Honor at MWC 2026 turns the tables on the smartphone-robot
The smartphone that integrates motor skills and spatial perception through an ultra-compact gimbal system is the star of the Chinese manufacturer's presentation, which also announces the new super foldable Magic V6
BARCELONA- At the Mobile World Congress, Honor is trying to shift the axis of the narrative to 'embodied' artificial intelligence, i.e. capable of stepping out of the screen and physically interacting with the environment and the user, with a clear message: the next frontier is not just more computing power, but greater integration between digital intelligence and the real world. This was reiterated by CEO James Li, speaking of the need to 'combine capability and empathy, combining IQ and EQ', in what the company calls 'Augmented Human Intelligence': an approach that puts the user at the centre and aims to combine computational capability and empathy of use.
A push that does not stop at smartphones and traditional devices, but also extends to robotics with the company's first humanoid, which surprised the audience at the presentation event with a dance and a backflip: a dramatic way to demonstrate advanced agility and motor control. The robot is designed for three main scenarios: shopping assistance, workplace inspections and domestic companionship. A sign of the Chinese group's growing interest in consumer robotics, in a logic of ever closer integration between digital intelligence and physical presence.

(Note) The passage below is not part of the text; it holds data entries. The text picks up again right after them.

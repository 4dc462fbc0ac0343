//! Error types for mounting and rendering.

use crate::identity::ReactId;
use rosette_host::HostError;
use std::fmt;

/// Failure reported by a user lifecycle hook.
#[derive(Debug)]
pub struct HookError {
    message: String,
    source: Option<Box<dyn std::error::Error + 'static>>,
}

impl HookError {
    pub fn new(message: impl Into<String>) -> Self {
        Self {
            message: message.into(),
            source: None,
        }
    }

    /// Wrap an underlying error.
    pub fn with_source(
        message: impl Into<String>,
        source: impl std::error::Error + 'static,
    ) -> Self {
        Self {
            message: message.into(),
            source: Some(Box::new(source)),
        }
    }

    pub fn message(&self) -> &str {
        &self.message
    }
}

impl fmt::Display for HookError {
    fn fmt(&self, f: &mut fmt::Formatter<'_>) -> fmt::Result {
        f.write_str(&self.message)
    }
}

impl std::error::Error for HookError {
    fn source(&self) -> Option<&(dyn std::error::Error + 'static)> {
        self.source.as_deref()
    }
}

impl From<&str> for HookError {
    fn from(message: &str) -> Self {
        Self::new(message)
    }
}

impl From<String> for HookError {
    fn from(message: String) -> Self {
        Self::new(message)
    }
}

/// Result returned by lifecycle hooks.
pub type HookResult = Result<(), HookError>;

/// A post-mount hook that failed while the mount-ready callbacks were flushed.
#[derive(Debug)]
pub struct PostMountFailure {
    /// Display name of the component class.
    pub component: String,
    /// Identity path the component was mounted at.
    pub id: ReactId,
    pub error: HookError,
}

/// Errors that can occur while mounting a tree.
#[derive(Debug)]
pub enum RenderError {
    /// The descriptor's type cannot be mounted.
    InvalidElementType {
        /// The offending type, as written by the caller.
        type_name: String,
    },

    /// A composite component's `render` produced nothing to mount.
    MissingRenderOutput {
        component: String,
        id: ReactId,
    },

    /// A pre-mount hook failed; the pass was aborted before the container write.
    WillMount {
        component: String,
        id: ReactId,
        source: HookError,
    },

    /// One or more post-mount hooks failed. The container has been written
    /// and every other hook has run.
    DidMount {
        root: ReactId,
        failures: Vec<PostMountFailure>,
    },

    /// The host document rejected an operation.
    Host(HostError),

    /// The thread-local renderer has not been installed.
    NotInstalled,

    /// The thread-local renderer was already installed.
    AlreadyInstalled,

    /// The thread-local renderer was used from inside one of its own callbacks.
    Reentrant,
}

impl fmt::Display for RenderError {
    fn fmt(&self, f: &mut fmt::Formatter<'_>) -> fmt::Result {
        match self {
            RenderError::InvalidElementType { type_name } => {
                write!(f, "Invalid element type: `{}`", type_name)
            }
            RenderError::MissingRenderOutput { component, id } => {
                write!(f, "{} (at {}) rendered nothing to mount", component, id)
            }
            RenderError::WillMount { component, id, source } => {
                write!(f, "componentWillMount of {} (at {}) failed: {}", component, id, source)
            }
            RenderError::DidMount { root, failures } => {
                write!(
                    f,
                    "{} componentDidMount hook(s) failed after mounting root {}",
                    failures.len(),
                    root
                )
            }
            RenderError::Host(err) => write!(f, "Host error: {}", err),
            RenderError::NotInstalled => write!(f, "No renderer installed on this thread"),
            RenderError::AlreadyInstalled => {
                write!(f, "A renderer is already installed on this thread")
            }
            RenderError::Reentrant => {
                write!(f, "The renderer was re-entered from inside a render pass")
            }
        }
    }
}

impl std::error::Error for RenderError {
    fn source(&self) -> Option<&(dyn std::error::Error + 'static)> {
        match self {
            RenderError::WillMount { source, .. } => Some(source),
            RenderError::Host(err) => Some(err),
            _ => None,
        }
    }
}

impl From<HostError> for RenderError {
    fn from(err: HostError) -> Self {
        RenderError::Host(err)
    }
}

/// Result type alias for render operations.
pub type RenderResult<T> = Result<T, RenderError>;

#[cfg(test)]
mod tests {
    use super::*;
    use std::error::Error;

    #[test]
    fn test_will_mount_exposes_source() {
        let err = RenderError::WillMount {
            component: "Clock".into(),
            id: ReactId::root(0),
            source: HookError::new("no timer"),
        };
        assert_eq!(err.to_string(), "componentWillMount of Clock (at 0) failed: no timer");
        assert_eq!(err.source().unwrap().to_string(), "no timer");
    }

    #[test]
    fn test_hook_error_chains_source() {
        let io = std::io::Error::other("disk gone");
        let err = HookError::with_source("could not load", io);
        assert_eq!(err.source().unwrap().to_string(), "disk gone");
    }

    #[test]
    fn test_host_error_converts() {
        let err: RenderError = HostError::DomUnavailable.into();
        assert!(matches!(err, RenderError::Host(HostError::DomUnavailable)));
    }
}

The robot phone: the robot that follows the user with "embodied intelligence"
The star of the show is the Robot Phone, a device that introduces physical movement, thanks to a smart camera capable of emerging from the body of the phone. An advanced smartphone concept integrating miniaturised motors and a three-axis gimbal system that can move and orient the camera autonomously.
It is not just about advanced stabilisation. The device integrates intelligent subject tracking, automated rotational movements and shooting functions designed to bring the language of mobile video closer to that of film. The aim is to overcome the static smartphone paradigm by introducing elements of movement and a kind of 'body language' into interactions, including 360-degree framing video calls that follow the user through space.
On an engineering level, the project required significant work. Honor applied high-performance materials and know-how gained in the development of foldable devices, and succeeded in designing an extremely compact and durable micromotor. Reducing the size of the motor made it possible to integrate an ultra-compact 4-degrees-of-freedom (4DoF) gimbal system into the phone, laying the hardware foundation for near-robotic-level motion control.